Woaizhongguo (aka Peter Vernezze - blogger) - Great comments, but I'm going to focus only on your suggestion that it is "hard to draw a moral distinction between 2 and 3". Personally, I think that the dividing line between Scumbag and non-Scumbag lies somewhere in the behaviour and character of #2. To me there is no question at all that #1 is a Scumbag and no question at all that #3 is not a Scumbag. The one I can't decide about is #2. But I will be expanding on this later in the series and so will save further discussion for then.

Anonymous Female - some of your comments relate to matters yet to come, so I am only going to respond to a couple of items you've mentioned here.

First, as I mentioned to Anonymous Male, I think it is big mistake to focus on who YayaLiu was referring too - who really cares exactly what man that was? What is important is how we should view his behaviour?

Second, I want to point out that there is something that must be asked about the man you write about and his trail of "victims". What is wrong with him having sex with "single and divorced women" and they with him? To me, and I think to most westerners, so long as they were consenting adults, it was up to them to if they chose to have sex or not. The issue to me is that if he was deluding each of them that it was she and she alone he was having sex with, then she cannot be said to have truly consented - she was tricked into consenting - defrauded of her right to choose. If, on the other hand, he was telling them that there were others and he had not "chosen" her and her alone as his potential lifemate, then they truly consented to the act and have nothing to complain about, regardless of how many other women he had sex with.

Finally, what were these "married women" doing having sex with him? If nothing else, this would appear to provide evidence that not all Chinese women fall into the category of the "Good Women of China" as described by YayaLiu in her recent blog, and that there are (as we all know there must be) Chinese women who are not so noble. More on this will be included in the upcoming blogs in this series.

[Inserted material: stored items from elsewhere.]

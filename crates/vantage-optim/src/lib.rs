//! Numerical optimization used by pose search.
//!
//! - [`NllsProblem`] / [`LmBackend`]: dense Levenberg-Marquardt least squares.
//! - [`differential_evolution`]: bounded global minimization of a scalar
//!   objective, with optional parallel population evaluation.
//! - [`latin_hypercube`]: space-filling seeds for multi-start search.
//! - [`refine_pose`]: reprojection-error refinement of a camera pose.
//! - [`refine_position`]: least-squares refinement of a camera position.

pub mod backend_lm;
pub mod de;
pub mod error;
pub mod jacobian;
pub mod pose_refine;
pub mod position_refine;
pub mod sampling;
pub mod traits;

pub use backend_lm::LmBackend;
pub use de::{differential_evolution, DeOptions, DeResult};
pub use error::OptimError;
pub use jacobian::central_difference_jacobian;
pub use pose_refine::{refine_pose, reprojection_errors, PoseRefineReport};
pub use position_refine::{refine_position, PositionRefineReport};
pub use sampling::latin_hypercube;
pub use traits::{NllsProblem, NllsSolverBackend, SolveOptions, SolveReport};
//! Deterministic synthetic data generation helpers.
//!
//! These helpers build small terrain scenes for tests and benchmarks: a
//! camera standing on the ground in a UTM-like metric frame, a field of
//! landmarks ahead of it, and their exact pixel projections.
//!
//! Everything is seeded explicitly and ordered stably, so a scene built with
//! the same arguments is bit-identical across runs and platforms.

pub mod noise;
pub mod terrain;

#2011-09-07 22:07:45 by doctorj @doctorj

john, this is yet another provocative and fascinating thread to read, leading all of us to wonder what your "desperate women" piece will reveal. if in fact CLM men have been feasting sexually with CLM women all over china, to include married women one must wonder if there is an element of naivete within the chinese female culture that permits this. or is this similar to the women here in the west who fawn over serial killers, write fan letters to them in prison, and even try to have their babies? that is, is there a psychosis to invite danger here? you and others have written hundreds of pages about warning signs marking what bren (where is he by the way?) calls "players" and now you and others add the lower life "scumbags" to the mix. or have we simply isolated the extreme few and that the vast majority are monogamous on both sides of the globe?

#2012-02-20 01:22:17 by Shanxi @Shanxi

Hi, I am a teacher in Taiyuan. The problem with this city is that the only woman who seem to speak English are the College students. As a teacher in the College, I put myself out of bounds for these young girls, aged about 19 to 23. Besides, I'm 56 and too old for them. So I joined this site on the recommendation of a friend, hoping to meet my Chinese sweetheart, preferrably one with some knowledge of English. I have been a year and a half in China and just can't seem to catch a hold of the language. But Chinese women are so drop-dead gorgeous that I refuse to give up. But it is not easy to find one when you can't speak the lingo. I suppose you could say I'm now in the category of desperate. I hope I don't become a scumbag.